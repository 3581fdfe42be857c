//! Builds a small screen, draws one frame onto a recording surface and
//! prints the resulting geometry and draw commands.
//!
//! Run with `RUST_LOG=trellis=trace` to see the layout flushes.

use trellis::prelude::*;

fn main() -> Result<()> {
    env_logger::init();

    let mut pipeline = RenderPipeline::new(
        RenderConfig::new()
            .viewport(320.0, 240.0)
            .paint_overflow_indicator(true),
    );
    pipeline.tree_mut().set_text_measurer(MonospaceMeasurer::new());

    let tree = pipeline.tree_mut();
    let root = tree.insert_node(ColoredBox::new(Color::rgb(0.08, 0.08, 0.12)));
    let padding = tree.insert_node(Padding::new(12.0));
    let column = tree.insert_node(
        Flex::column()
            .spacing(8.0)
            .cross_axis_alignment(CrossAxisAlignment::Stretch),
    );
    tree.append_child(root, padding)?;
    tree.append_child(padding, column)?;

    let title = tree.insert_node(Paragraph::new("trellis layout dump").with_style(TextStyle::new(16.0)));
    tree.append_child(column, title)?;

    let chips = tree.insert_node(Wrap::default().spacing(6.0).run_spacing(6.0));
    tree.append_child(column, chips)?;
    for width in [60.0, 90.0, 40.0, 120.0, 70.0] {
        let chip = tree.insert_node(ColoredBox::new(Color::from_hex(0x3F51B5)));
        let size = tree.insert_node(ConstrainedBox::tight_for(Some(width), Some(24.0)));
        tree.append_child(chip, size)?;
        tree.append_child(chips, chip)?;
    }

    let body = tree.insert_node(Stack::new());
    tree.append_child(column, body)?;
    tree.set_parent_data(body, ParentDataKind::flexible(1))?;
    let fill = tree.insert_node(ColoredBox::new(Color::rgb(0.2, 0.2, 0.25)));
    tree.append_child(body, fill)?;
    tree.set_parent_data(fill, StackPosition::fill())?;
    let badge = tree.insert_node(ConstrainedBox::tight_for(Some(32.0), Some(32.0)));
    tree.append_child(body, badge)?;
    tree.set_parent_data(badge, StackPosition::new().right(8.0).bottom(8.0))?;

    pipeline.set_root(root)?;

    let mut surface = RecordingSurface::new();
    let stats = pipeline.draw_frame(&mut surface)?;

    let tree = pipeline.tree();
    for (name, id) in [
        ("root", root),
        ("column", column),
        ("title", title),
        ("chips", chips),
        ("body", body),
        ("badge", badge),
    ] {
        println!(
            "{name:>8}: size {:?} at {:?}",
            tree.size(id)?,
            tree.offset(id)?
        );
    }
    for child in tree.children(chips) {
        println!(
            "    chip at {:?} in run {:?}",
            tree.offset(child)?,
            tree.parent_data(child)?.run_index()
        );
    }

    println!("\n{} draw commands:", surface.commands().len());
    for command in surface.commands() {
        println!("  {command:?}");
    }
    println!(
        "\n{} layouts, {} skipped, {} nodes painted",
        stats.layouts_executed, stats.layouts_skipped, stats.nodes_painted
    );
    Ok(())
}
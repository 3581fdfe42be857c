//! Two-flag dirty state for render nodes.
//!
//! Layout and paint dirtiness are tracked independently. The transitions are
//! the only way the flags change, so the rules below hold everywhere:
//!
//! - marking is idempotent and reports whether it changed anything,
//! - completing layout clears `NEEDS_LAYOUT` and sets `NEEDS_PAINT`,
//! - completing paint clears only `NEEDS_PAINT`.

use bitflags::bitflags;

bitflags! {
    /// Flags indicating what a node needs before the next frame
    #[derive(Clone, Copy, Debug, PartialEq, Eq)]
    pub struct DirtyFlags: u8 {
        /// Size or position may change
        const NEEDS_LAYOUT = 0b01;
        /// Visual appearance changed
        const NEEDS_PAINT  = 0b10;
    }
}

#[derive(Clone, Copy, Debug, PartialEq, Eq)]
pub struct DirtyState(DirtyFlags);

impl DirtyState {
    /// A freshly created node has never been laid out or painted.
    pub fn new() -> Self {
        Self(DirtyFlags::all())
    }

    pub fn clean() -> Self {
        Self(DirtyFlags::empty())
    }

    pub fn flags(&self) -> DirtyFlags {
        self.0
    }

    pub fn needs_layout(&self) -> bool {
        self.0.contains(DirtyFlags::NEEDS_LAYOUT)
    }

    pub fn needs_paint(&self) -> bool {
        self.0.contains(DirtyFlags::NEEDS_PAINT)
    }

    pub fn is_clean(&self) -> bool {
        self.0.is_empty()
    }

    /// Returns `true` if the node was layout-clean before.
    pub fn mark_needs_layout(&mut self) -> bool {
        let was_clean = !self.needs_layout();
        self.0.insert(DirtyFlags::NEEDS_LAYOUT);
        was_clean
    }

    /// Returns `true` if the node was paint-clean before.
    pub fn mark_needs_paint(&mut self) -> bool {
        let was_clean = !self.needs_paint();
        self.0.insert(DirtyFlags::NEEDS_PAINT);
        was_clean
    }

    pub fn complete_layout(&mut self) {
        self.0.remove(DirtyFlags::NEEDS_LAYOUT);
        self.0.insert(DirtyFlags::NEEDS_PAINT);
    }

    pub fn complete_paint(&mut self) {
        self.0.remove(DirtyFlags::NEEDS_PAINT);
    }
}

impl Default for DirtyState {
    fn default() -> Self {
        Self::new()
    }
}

---

Every line above from the line with "pub struct DirtyState(DirtyFlags);" to the line with "pub fn flags(&self)", both included, must be reproduced exactly, and no other line may appear.

REPLY TO THE EXERCISE —
pub struct DirtyState(DirtyFlags);

impl DirtyState {
    /// A freshly created node has never been laid out or painted.
    pub fn new() -> Self {
        Self(DirtyFlags::all())
    }

    pub fn clean() -> Self {
        Self(DirtyFlags::empty())
    }

    pub fn flags(&self) -> DirtyFlags {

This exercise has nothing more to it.